▶ **WHAT NEEDS TO BE DONE**: Of all the lines in the material, tally those containing the string "prepare", and report nothing but the total.

▬▬▬▬▬▬▬▬▬▬

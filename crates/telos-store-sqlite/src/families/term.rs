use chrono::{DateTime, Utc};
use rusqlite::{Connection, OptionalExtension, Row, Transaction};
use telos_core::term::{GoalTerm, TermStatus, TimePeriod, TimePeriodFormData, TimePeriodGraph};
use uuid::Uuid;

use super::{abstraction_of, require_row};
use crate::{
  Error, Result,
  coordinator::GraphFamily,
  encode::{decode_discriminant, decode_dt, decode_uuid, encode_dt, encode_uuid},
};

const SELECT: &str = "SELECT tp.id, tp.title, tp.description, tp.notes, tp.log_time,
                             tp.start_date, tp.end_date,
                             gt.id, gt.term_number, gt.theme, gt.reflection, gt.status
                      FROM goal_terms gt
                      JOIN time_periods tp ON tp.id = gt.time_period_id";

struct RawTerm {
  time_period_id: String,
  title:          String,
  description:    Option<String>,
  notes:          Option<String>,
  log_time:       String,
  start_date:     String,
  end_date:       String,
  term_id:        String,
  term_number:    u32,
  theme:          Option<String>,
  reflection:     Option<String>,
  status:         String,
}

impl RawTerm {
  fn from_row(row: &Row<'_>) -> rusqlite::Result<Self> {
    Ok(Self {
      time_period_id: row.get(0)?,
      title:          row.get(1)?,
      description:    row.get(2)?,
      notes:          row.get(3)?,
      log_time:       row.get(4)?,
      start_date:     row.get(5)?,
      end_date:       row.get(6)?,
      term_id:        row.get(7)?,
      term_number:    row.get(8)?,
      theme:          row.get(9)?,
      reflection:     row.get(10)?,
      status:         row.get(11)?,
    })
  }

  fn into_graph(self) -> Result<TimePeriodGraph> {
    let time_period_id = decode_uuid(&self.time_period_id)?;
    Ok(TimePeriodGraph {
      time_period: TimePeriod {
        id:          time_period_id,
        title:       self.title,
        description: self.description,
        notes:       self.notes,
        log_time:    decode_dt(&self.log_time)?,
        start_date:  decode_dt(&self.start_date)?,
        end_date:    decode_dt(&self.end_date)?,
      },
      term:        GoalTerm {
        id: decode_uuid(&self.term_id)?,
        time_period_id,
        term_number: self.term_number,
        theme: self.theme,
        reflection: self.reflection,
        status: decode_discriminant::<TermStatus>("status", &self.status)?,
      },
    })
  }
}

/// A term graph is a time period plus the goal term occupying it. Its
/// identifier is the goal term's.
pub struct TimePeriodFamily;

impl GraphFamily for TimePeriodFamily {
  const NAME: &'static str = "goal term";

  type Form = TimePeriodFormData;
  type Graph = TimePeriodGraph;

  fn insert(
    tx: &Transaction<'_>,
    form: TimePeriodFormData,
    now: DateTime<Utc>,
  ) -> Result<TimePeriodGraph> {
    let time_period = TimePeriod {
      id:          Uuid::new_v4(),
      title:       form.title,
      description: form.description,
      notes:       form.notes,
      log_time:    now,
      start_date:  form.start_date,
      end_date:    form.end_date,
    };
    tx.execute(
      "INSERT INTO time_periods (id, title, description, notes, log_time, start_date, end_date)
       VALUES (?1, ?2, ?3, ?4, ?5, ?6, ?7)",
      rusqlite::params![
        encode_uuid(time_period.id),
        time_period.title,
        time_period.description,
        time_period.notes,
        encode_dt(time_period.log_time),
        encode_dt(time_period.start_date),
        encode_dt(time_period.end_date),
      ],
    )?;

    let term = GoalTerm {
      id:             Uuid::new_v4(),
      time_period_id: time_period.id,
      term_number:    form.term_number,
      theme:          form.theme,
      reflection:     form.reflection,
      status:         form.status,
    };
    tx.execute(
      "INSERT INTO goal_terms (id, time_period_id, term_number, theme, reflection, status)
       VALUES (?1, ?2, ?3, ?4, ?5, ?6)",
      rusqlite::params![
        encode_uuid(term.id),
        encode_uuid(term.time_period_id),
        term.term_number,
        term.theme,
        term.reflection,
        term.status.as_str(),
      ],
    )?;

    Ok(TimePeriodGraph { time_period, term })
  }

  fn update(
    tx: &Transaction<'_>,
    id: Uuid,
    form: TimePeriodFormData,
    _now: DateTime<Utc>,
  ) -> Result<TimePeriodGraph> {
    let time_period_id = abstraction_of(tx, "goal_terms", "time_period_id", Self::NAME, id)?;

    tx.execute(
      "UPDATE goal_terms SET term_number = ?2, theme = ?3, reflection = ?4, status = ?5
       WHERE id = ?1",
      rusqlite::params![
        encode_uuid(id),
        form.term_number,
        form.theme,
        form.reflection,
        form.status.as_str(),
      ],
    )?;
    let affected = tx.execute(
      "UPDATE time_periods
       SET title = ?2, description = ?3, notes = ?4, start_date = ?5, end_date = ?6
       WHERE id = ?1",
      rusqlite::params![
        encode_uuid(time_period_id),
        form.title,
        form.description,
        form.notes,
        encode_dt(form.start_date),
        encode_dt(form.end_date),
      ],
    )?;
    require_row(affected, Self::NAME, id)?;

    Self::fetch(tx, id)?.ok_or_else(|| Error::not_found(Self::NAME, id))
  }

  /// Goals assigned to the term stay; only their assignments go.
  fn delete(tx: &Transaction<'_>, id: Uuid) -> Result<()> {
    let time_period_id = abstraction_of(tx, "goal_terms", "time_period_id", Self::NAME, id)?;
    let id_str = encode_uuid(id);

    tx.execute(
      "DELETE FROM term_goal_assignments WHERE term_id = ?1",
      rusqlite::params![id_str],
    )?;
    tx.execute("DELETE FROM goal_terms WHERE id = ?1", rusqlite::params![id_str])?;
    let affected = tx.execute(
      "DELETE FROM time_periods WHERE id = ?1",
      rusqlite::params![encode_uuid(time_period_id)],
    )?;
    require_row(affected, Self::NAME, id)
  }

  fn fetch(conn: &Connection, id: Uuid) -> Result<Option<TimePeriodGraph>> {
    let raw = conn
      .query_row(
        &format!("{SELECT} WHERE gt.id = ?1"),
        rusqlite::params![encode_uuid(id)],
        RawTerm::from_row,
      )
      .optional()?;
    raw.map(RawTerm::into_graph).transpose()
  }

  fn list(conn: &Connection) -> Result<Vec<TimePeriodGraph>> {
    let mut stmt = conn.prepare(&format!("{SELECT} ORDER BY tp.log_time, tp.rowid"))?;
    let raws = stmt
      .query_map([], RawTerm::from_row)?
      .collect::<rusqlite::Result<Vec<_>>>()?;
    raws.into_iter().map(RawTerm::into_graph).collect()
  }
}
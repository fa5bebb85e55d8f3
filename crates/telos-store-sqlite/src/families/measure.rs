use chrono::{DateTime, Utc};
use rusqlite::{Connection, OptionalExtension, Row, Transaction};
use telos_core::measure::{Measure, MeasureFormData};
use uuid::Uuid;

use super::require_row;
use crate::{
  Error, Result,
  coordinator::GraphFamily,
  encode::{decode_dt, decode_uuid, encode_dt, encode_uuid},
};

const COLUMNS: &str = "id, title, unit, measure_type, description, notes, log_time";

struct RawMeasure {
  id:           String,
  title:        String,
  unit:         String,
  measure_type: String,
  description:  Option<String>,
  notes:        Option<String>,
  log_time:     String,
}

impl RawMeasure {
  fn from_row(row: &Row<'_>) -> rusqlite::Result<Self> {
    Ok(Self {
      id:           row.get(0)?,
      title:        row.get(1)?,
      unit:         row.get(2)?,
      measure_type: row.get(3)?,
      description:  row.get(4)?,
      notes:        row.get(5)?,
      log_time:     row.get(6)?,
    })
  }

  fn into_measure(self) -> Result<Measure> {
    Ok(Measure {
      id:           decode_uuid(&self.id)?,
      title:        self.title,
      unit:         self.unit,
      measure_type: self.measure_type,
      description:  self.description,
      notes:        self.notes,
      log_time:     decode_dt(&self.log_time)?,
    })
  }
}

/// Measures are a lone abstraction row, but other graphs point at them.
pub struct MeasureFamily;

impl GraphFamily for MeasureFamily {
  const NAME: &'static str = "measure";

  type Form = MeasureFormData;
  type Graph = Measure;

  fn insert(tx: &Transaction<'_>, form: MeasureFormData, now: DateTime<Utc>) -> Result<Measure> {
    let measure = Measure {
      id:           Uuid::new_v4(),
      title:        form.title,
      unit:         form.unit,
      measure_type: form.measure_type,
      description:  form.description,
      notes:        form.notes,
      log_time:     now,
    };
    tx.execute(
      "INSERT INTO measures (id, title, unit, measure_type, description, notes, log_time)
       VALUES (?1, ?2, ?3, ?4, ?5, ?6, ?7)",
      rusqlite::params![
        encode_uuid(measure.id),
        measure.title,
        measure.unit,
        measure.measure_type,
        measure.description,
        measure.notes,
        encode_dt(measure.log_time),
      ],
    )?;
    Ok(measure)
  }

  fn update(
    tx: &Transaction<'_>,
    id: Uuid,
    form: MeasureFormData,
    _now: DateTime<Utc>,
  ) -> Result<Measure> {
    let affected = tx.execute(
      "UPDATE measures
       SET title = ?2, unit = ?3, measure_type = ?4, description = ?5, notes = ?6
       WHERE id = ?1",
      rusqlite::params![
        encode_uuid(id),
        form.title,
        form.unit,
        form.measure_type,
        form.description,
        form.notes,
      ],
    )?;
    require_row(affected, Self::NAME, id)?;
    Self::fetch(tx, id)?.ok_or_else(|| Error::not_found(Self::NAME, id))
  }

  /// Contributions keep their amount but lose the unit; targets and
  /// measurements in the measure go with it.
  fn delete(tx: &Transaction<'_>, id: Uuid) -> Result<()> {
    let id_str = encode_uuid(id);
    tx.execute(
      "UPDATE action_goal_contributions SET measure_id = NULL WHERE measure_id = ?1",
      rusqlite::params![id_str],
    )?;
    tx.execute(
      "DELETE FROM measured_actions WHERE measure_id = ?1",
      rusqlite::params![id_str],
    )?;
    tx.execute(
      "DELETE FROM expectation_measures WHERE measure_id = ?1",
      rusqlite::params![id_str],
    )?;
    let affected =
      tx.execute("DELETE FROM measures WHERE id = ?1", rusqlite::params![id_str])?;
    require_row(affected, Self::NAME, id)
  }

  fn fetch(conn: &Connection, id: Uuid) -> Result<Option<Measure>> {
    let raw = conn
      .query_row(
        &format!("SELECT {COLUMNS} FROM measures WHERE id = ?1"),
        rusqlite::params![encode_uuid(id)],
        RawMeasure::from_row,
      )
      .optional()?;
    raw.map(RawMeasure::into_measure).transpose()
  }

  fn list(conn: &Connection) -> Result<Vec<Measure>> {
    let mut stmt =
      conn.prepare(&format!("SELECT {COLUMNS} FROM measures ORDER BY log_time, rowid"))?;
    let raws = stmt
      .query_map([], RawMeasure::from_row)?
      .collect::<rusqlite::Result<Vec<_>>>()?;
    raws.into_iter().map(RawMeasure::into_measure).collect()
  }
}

▬▬▬▬▬▬▬▬▬▬

▶ **COMPLETED EXERCISE**: 2